The PAC blames the Treasury for being slow and also highlights failings in the administration of the scheme itself. These obviously need to be addressed urgently, so that compensation payments can be speeded up.
This Government is at least making payments – the last Government refused time and again: It is important to stress, of course, that this Government should be applauded for actually setting up a scheme and getting on with paying money out. The last Government did everything it could, for many years, to avoid paying anything at all. Indeed, the victims were left fighting for years and, despite several reviews and a damning verdict from the Parliamentary Ombudsman, nothing was actually done. Elderly people, who had sometimes lost their life savings, were left in the cold. It is a shame, therefore, having honoured its pre-election commitments to make payments, that the compensation scheme is not working as well as it should.
The administrators and NS&I are not doing the actual calculations – relying on independent actuaries: Clearly, the complexity of the payment mechanism will mean that it takes time to work out what payments are due. It is also the case that the actual calculations are not being done by the Treasury itself and the compensation scheme is reliant on figures being supplied by independent actuaries. The calculation of the payments and confirmation of how the actual figures are arrived at need to be provided to all and that will require the actuaries to supply their calculations.
NS&I is hugely efficient – hope this does not affect its image: The PAC report is critical of the role played by NS&I as the administrator of the scheme. However I believe that National Savings is one of the most efficient and effective financial services providers. It manages money for 25 million customers and its latest annual results show a customer satisfaction rating of over 99% for customer service accuracy and customer service timeliness. It is a shame, therefore, that it has been unable to achieve such success with the Equitable Life compensation payments.
I believe many of the problems highlighted by PAC have been addressed: I believe that many of the failings identified by the PAC report – which were highlighted in its inquiry over two months ago, are already being addressed. More payments have been made, more people have been traced and further information is being provided to those who want more detail. Clearly, however, there is further to go and payments need to reach the victims as soon as possible. After waiting so many years, after so much money has been spent on inquiries and reviews, the victims should not need to fight any more and I hope that this scandal will finally be dealt with properly in the coming months.

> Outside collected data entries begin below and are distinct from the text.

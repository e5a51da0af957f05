#![doc = include_str!("../README.md")]

pub mod config;
pub mod error;
pub mod metrics;
pub mod naming;
pub mod recovery;
pub mod suite;
pub mod trace;
pub mod types;

// --- 주요 타입 re-export ---
// 각 모듈의 핵심 타입을 크레이트 루트에서 바로 사용할 수 있도록 합니다.

// 에러
pub use error::{ConfigError, ValidatorError};

// 설정
pub use config::ValidatorConfig;

// 결과 수집
pub use suite::{
    CollectorHandle, ModuleOutcome, ModuleRecord, Recorder, ResultObserver, TestResult, TestSuite,
};

// 진단 추적
pub use trace::{TraceLevel, Tracer};

// 실패 격리 및 재시도
pub use recovery::{
    RetryPolicy, SafeExecError, safe_exec, with_error_recovery, with_error_recovery_if,
};

// 도메인 타입
pub use types::{Category, ReportFormat, TestStatus};
//! API server reachability and latency.

use tokio::time::Instant;

use k3s_validator_cluster::{ClusterClient, ClusterError};
use k3s_validator_core::Category;

use crate::context::{ModuleContext, Verdict};
use crate::error::ModuleError;
use crate::module::{ModuleInfo, TestModule};

static INFO: ModuleInfo = ModuleInfo::new(
    Category::Core,
    "api-server",
    "API server reachability, version and request latency",
);

pub struct ApiServer;

impl<C: ClusterClient> TestModule<C> for ApiServer {
    fn info(&self) -> &ModuleInfo {
        &INFO
    }

    async fn run(&self, ctx: &ModuleContext<C>) -> Result<(), ModuleError> {
        ctx.check("reachable", reachable(ctx)).await?;
        ctx.check("latency", latency(ctx)).await?;
        ctx.check("fixture-namespace", fixture_namespace(ctx)).await?;
        Ok(())
    }
}

async fn reachable<C: ClusterClient>(ctx: &ModuleContext<C>) -> Result<Verdict, ClusterError> {
    let version = ctx.client().server_version().await?;
    let verdict = if version.contains("k3s") {
        Verdict::Pass(format!("server version {version}"))
    } else {
        Verdict::Warn(format!("server version {version} does not look like k3s"))
    };
    Ok(verdict)
}

async fn latency<C: ClusterClient>(ctx: &ModuleContext<C>) -> Result<Verdict, ClusterError> {
    let started = Instant::now();
    ctx.client().list_nodes().await?;
    let elapsed_ms = started.elapsed().as_millis() as u64;
    let limit = ctx.checks().api_latency_warn_ms;
    Ok(if elapsed_ms > limit {
        Verdict::Warn(format!("list nodes took {elapsed_ms}ms (warn above {limit}ms)"))
    } else {
        Verdict::Pass(format!("list nodes took {elapsed_ms}ms"))
    })
}

async fn fixture_namespace<C: ClusterClient>(
    ctx: &ModuleContext<C>,
) -> Result<Verdict, ClusterError> {
    let namespace = ctx.namespace();
    Ok(if ctx.client().namespace_exists(namespace).await? {
        Verdict::Pass(format!("namespace {namespace} is visible"))
    } else {
        Verdict::Fail(format!("namespace {namespace} was created but cannot be read back"))
    })
}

Government could consider extending the arbitrary March 2014 end-date: There is a concern about the fact that the Government has said the compensation scheme must end by March 2014. It recommends that the Treasury should advertise the fact that the scheme has a closing date as soon as possible, and also that it should make further efforts to trace those it has not yet managed to contact. I would suggest that it might consider extending the deadline beyond March 2014 if the scheme is slower than expected at tracing and paying the victims. There is no logical reason why the compensation payments must be made by a cut-off date and, in the interests of fairness, the scheme could be extended to ensure all who are due the money can be paid.

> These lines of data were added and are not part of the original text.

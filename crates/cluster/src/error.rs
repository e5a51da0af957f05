//! 클러스터 어댑터 에러 타입
//!
//! [`ClusterError`]는 클러스터 호출에서 발생하는 모든 에러를 표현합니다.
//! 실행 전체를 중단시키는 것은 [`ClusterError::Connection`]뿐이며,
//! 나머지는 개별 테스트의 실패나 경고로 기록됩니다.

use std::time::Duration;

use crate::resources::ResourceKind;

/// 클러스터 어댑터 도메인 에러
#[derive(Debug, thiserror::Error)]
pub enum ClusterError {
    /// API 서버에 연결할 수 없음 (실행 중단)
    #[error("cluster unreachable: {0}")]
    Connection(String),

    /// API 호출 실패
    #[error("{operation} failed: {message}")]
    Api {
        /// 실패한 작업 이름
        operation: String,
        /// HTTP 상태 코드 (있는 경우)
        code: Option<u16>,
        /// API 서버가 돌려준 메시지
        message: String,
    },

    /// 리소스를 찾을 수 없음
    #[error("{kind} '{name}' not found")]
    NotFound { kind: ResourceKind, name: String },

    /// 이미 존재하는 리소스
    #[error("{kind} '{name}' already exists")]
    AlreadyExists { kind: ResourceKind, name: String },

    /// 리소스 이름이 DNS label 규칙을 위반함
    #[error("invalid {kind} name '{name}': {reason}")]
    InvalidName {
        kind: ResourceKind,
        name: String,
        reason: String,
    },

    /// 조건 대기 타임아웃
    #[error(transparent)]
    Timeout(#[from] TimeoutError),

    /// 리소스가 더 이상 기대 조건에 도달할 수 없는 상태가 됨
    #[error("{resource} can no longer reach {condition} (observed: {observed})")]
    Unsatisfiable {
        resource: String,
        condition: String,
        observed: String,
    },
}

impl ClusterError {
    /// 실행 전체를 중단해야 하는 에러인지 여부
    pub fn is_fatal(&self) -> bool {
        matches!(self, Self::Connection(_))
    }

    pub fn is_not_found(&self) -> bool {
        matches!(self, Self::NotFound { .. })
    }

    pub fn is_timeout(&self) -> bool {
        matches!(self, Self::Timeout(_))
    }

    /// API 서버가 요청을 거부했는지 여부 (admission, RBAC, validation)
    pub fn is_rejection(&self) -> bool {
        matches!(
            self,
            Self::Api {
                code: Some(400 | 403 | 422),
                ..
            }
        )
    }
}

/// 조건 대기 타임아웃
///
/// 메시지에는 경과 시간과 마지막으로 관측된 상태가 포함됩니다.
#[derive(Debug, Clone, PartialEq, Eq, thiserror::Error)]
#[error(
    "timed out after {secs:.1}s waiting for {resource} to reach {condition} (last observed: {last_observed})",
    secs = .elapsed.as_secs_f64()
)]
pub struct TimeoutError {
    /// 대상 리소스 (`pvc/data-1a2b3c4d` 형식)
    pub resource: String,
    /// 기다린 조건
    pub condition: String,
    /// 실제 경과 시간
    pub elapsed: Duration,
    /// 마지막 폴링에서 관측된 상태
    pub last_observed: String,
}

#[cfg(test)]
mod tests {
    use super::*;

    #[test]
    fn timeout_message_names_elapsed_time_and_last_state() {
        let err = ClusterError::from(TimeoutError {
            resource: "pvc/data-1a2b3c4d".to_owned(),
            condition: "Bound".to_owned(),
            elapsed: Duration::from_secs(60),
            last_observed: "Pending".to_owned(),
        });
        assert_eq!(
            err.to_string(),
            "timed out after 60.0s waiting for pvc/data-1a2b3c4d to reach Bound (last observed: Pending)"
        );
        assert!(err.is_timeout());
        assert!(!err.is_fatal());
    }

    #[test]
    fn only_connection_errors_are_fatal() {
        assert!(ClusterError::Connection("refused".to_owned()).is_fatal());
        let not_found = ClusterError::NotFound {
            kind: ResourceKind::Pod,
            name: "web".to_owned(),
        };
        assert!(!not_found.is_fatal());
        assert!(not_found.is_not_found());
        assert_eq!(not_found.to_string(), "pod 'web' not found");
    }

    #[test]
    fn admission_denial_is_a_rejection() {
        let err = ClusterError::Api {
            operation: "create_pod".to_owned(),
            code: Some(403),
            message: "violates PodSecurity".to_owned(),
        };
        assert!(err.is_rejection());
        let server = ClusterError::Api {
            operation: "create_pod".to_owned(),
            code: Some(500),
            message: "etcdserver: request timed out".to_owned(),
        };
        assert!(!server.is_rejection());
    }
}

Savers need to know they will be fairly compensated if there is regulatory failure: Of course it is important to protect taxpayers’ resources and the compensation scheme must not be wasteful of public money. But if the Government is found to be responsible for failures which have caused losses to ordinary citizens and if official regulators are found to have failed to carry out their duties, or misled people in a way that causes them financial losses, then taxpayers have to pick up the costs. It is important for the proper functioning of our financial system, that we ensure Regulators act properly but also that, if there is regulatory failure, savers and investors know they will be compensated. If they lose confidence in the system, then the economy as a whole will lose out.